MALICE AT THE PALACE: LA SERIE CHE RACCONTA UNA CELEBRE RISSA

Malice at the Palace sbarca su Netflix: meglio dire che è già sbarcata (settimana scorsa è stata resa disponibile la prima puntata), è solo l’ultima docuserie che ritrae i dietro le quinte (e non solo) del mondo dello sport, in questo caso il basket. L’anno scorso The Last Dance ha fatto scuola, raccontando le vicende legate al sesto titolo dei Chicago Bulls – di fatto la storia di Michael Jordan con compagni e avversari a fare da contorno, e infatti non tutte le reazioni dei protagonisti sono state positive; ora arriva il documentario incentrato sui fatti che ebbero luogo il 19 novembre 2004, in una partita di regular season NBA che diventò una mattanza.

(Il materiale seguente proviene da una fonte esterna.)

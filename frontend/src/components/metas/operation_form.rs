use web_sys::{HtmlInputElement, HtmlSelectElement, HtmlTextAreaElement};
use yew::prelude::*;

use common::model::operation::{HttpMethod, Operation};

use super::styles::{FORM_CONTROL, HELP_TEXT};

#[derive(Properties, PartialEq)]
pub struct OperationFormProps {
    pub operation: Operation,
    pub on_change: Callback<Operation>,
}

/// Form for the API call bound to the dataset: title, description, HTTP
/// method and endpoint. Controlled like `MetaRowForm`.
pub struct OperationForm;

const FIELD: &str = "display: flex; flex-direction: column; text-align: left; margin-bottom: 12px;";

impl Component for OperationForm {
    type Message = ();
    type Properties = OperationFormProps;

    fn create(_ctx: &Context<Self>) -> Self {
        OperationForm
    }

    fn view(&self, ctx: &Context<Self>) -> Html {
        let props = ctx.props();
        let op = &props.operation;

        let on_title = edit_callback(props, |e: InputEvent, op| {
            op.title = e.target_unchecked_into::<HtmlInputElement>().value();
        });
        let on_desc = edit_callback(props, |e: InputEvent, op| {
            op.desc = e.target_unchecked_into::<HtmlTextAreaElement>().value();
        });
        let on_method = edit_callback(props, |e: Event, op| {
            let raw = e.target_unchecked_into::<HtmlSelectElement>().value();
            if let Some(method) = HttpMethod::parse(&raw) {
                op.method = method;
            }
        });
        let on_end_point = edit_callback(props, |e: InputEvent, op| {
            op.end_point = e.target_unchecked_into::<HtmlInputElement>().value();
        });

        let end_point_hint = if op.end_point.trim().is_empty() {
            html! { <span class="helpText" style={HELP_TEXT}>{"Indica el endpoint de la operación."}</span> }
        } else {
            html! {}
        };

        html! {
            <div class="paper" style="background: #fff; padding: 16px; box-shadow: 0 1px 3px rgba(0,0,0,0.12);">
                <div style={FIELD}>
                    <label>{"Título"}</label>
                    <input style={FORM_CONTROL} type="text" value={op.title.clone()} oninput={on_title} />
                </div>
                <div style={FIELD}>
                    <label>{"Descripción"}</label>
                    <textarea style={FORM_CONTROL} rows="3" value={op.desc.clone()} oninput={on_desc} />
                </div>
                <div style="display: flex; gap: 16px;">
                    <div style={format!("{} width: 160px;", FIELD)}>
                        <label>{"Método"}</label>
                        <select style={FORM_CONTROL} onchange={on_method}>
                            { for HttpMethod::ALL.iter().map(|m| html! {
                                <option value={m.as_str()} selected={*m == op.method}>{ m.as_str() }</option>
                            }) }
                        </select>
                    </div>
                    <div style={format!("{} flex: 1;", FIELD)}>
                        <label>{"Endpoint"}</label>
                        <input style={FORM_CONTROL} type="text" value={op.end_point.clone()} oninput={on_end_point} />
                        { end_point_hint }
                    </div>
                </div>
            </div>
        }
    }
}

fn edit_callback<E, F>(props: &OperationFormProps, edit: F) -> Callback<E>
where
    E: 'static,
    F: Fn(E, &mut Operation) + 'static,
{
    let operation = props.operation.clone();
    let on_change = props.on_change.clone();
    Callback::from(move |event: E| {
        let mut next = operation.clone();
        edit(event, &mut next);
        on_change.emit(next);
    })
}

“Malice” sta per malvagità, anche se di fatto è intraducibile nella nostra lingua (esprime l’intenzione, il desiderio di fare il male); “Palace” è il Palace of Auburn Hill, casa dei Detroit Pistons – oggi demolita – che ospitavano gli Indiana Pacers. Detroit campione in carica, Indiana lanciatissima dopo un mese scarso: le due squadre si sarebbero ritrovate nella semifinale playoff della Eastern Conference (4-2 per i Pistons, poi battuti in finale da San Antonio) ma soprattutto si erano incrociate l’anno prima in una pepatissima finale – di Conference, ça va sans dire – con la vittoria sempre di Detroit per 4-2, tra infinite polemiche. L’antefatto, la miccia, è questa: poi, in campo successe di tutto.

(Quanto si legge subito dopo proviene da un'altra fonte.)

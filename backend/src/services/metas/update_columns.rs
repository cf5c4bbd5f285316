use actix_web::{web, HttpResponse, Responder, ResponseError};
use common::model::column::Column;
use common::requests::UpdateColumnsRequest;
use log::{info, warn};
use rusqlite::{params, Connection};

use super::get::get_meta;
use crate::db::Database;
use crate::error::StoreError;

pub async fn process(
    db: web::Data<Database>,
    meta_id: web::Path<String>,
    payload: web::Json<UpdateColumnsRequest>,
) -> impl Responder {
    let result = db
        .connect()
        .and_then(|mut conn| update_columns(&mut conn, &meta_id, &payload));
    match result {
        Ok(()) => {
            info!("metadata {} columns updated", meta_id);
            HttpResponse::Ok().body("Metadatos guardados correctamente")
        }
        Err(e) => {
            warn!("metadata {} not updated: {}", meta_id, e);
            e.error_response()
        }
    }
}

/// Replaces the stored columns and operation of `meta_id` in one transaction.
pub fn update_columns(
    conn: &mut Connection,
    meta_id: &str,
    payload: &UpdateColumnsRequest,
) -> Result<(), StoreError> {
    let tx = conn.transaction()?;

    let stored = get_meta(&tx, meta_id)?;
    check_same_source_columns(&stored.columns, &payload.columns)?;

    tx.execute(
        "UPDATE metas SET columns = ?1 WHERE id = ?2",
        params![serde_json::to_string(&payload.columns)?, meta_id],
    )?;

    let op = &payload.operation;
    tx.execute(
        "INSERT OR REPLACE INTO operations (meta_id, title, description, method, end_point)
         VALUES (?1, ?2, ?3, ?4, ?5)",
        params![meta_id, &op.title, &op.desc, op.method.as_str(), &op.end_point],
    )?;

    tx.commit()?;
    Ok(())
}

/// The column set is fixed: same count, same source names, same order.
fn check_same_source_columns(stored: &[Column], updated: &[Column]) -> Result<(), StoreError> {
    if stored.len() != updated.len() {
        return Err(StoreError::InvalidUpdate(format!(
            "expected {} columns, got {}",
            stored.len(),
            updated.len()
        )));
    }
    for (idx, (old, new)) in stored.iter().zip(updated).enumerate() {
        if old.column_name != new.column_name {
            return Err(StoreError::InvalidUpdate(format!(
                "column {} must stay `{}`, got `{}`",
                idx, old.column_name, new.column_name
            )));
        }
    }
    Ok(())
}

LA SCINTILLA AL PALACE OF AUBURN HILLS

Mancano pochi minuti al termine della partita: Indiana sta sbancando il Palace, risultato 97-82 e abbondantemente in ghiaccio. Siamo a metà novembre, vittoria o sconfitta incidono poco ma l’animosità si può toccare: nel roster dei Pacers ci sono tipetti poco raccomandabili a cominciare da Ron Artest, che già all’epoca (lo si potrà sentire nel documentario) aveva problemi di gestione della rabbia ed era in cura. Lo avremmo poi conosciuto come Metta World Peace, campione con i Lakers, e in Italia per una breve ma intensa apparizione con Cantù; nel 2004 era forse il miglior difensore sull’uomo di tutta la NBA, e un signor attaccante, leader di una squadra che poteva contare anche sul giovane Jermaine O’Neal destinato a diventare una stella (destinato…). Pare che a scatenare la scintilla sia stato Jamaal Tinsley, il playmaker di Indiana: si sarebbe avvicinato ad Artest instillandogli un pensiero sporco e antisportivo. “Adesso puoi fare un fallo dei tuoi”: detto fatto, il futuro Metta – senza alcun motivo, tanto per surriscaldare il clima – frana letteralmente su Ben Wallace con un fallo terminale, di quelli cattivi e gratuiti. Wallace, che non è l’uomo più tranquillo della terra, reagisce: ne deriva una rissa, ma fino a quel momento siamo in un panorama “normale” perché scene così, per quanto brutte, all’epoca passavano sugli schermi abbastanza di frequente.



SI SCATENA IL FINIMONDO

È quello che succede dopo a scatenare il Malice at the Palace, e qui c’entrano incredibilmente gli spettatori assiepati in tribuna: almeno, alcuni di essi. È questo ad aver segnato il confine, il fatto che anche il pubblico pagante, soprattutto il pubblico pagante, sia stato protagonista dei fatti. Succede allora che Artest, per prendere fiato ed evitare sciocchezze irreparabili, si sdraia sul tavolo dei segnapunti con il chiaro intento di darsi una calmata: va a finire esattamente all’opposto, perché malauguratamente gli arriva addosso un bicchiere di plastica. È il drappo rosso in faccia al toro: Artest non ci vede più, si alza e come una furia scala le tribune alla ricerca del colpevole. Con lui si fiondano il già citato O’Neal e Stephen Jackson (giocatore meraviglioso) per la giustizia personale: prendono il tizio sbagliato, parte una gragnuola di pugni e schiaffi. Un pandemonio, che prosegue anche negli spogliatoi perché un addetto dei Pistons viene brutalmente aggredito durante un alterco. David Stern, all’epoca Commissioner della NBA, usa il pugno d’acciaio: con decisione unanime (cioè, sua esclusiva) squalifica Artest per tutta la stagione (playoff compresi), 30 partite a Jackson, 15 a O’Neal, 6 a Ben Wallace. In più, un anno dopo, un anno di libertà vigilata e 60 ore di servizio alla comunità per i tre Pacers.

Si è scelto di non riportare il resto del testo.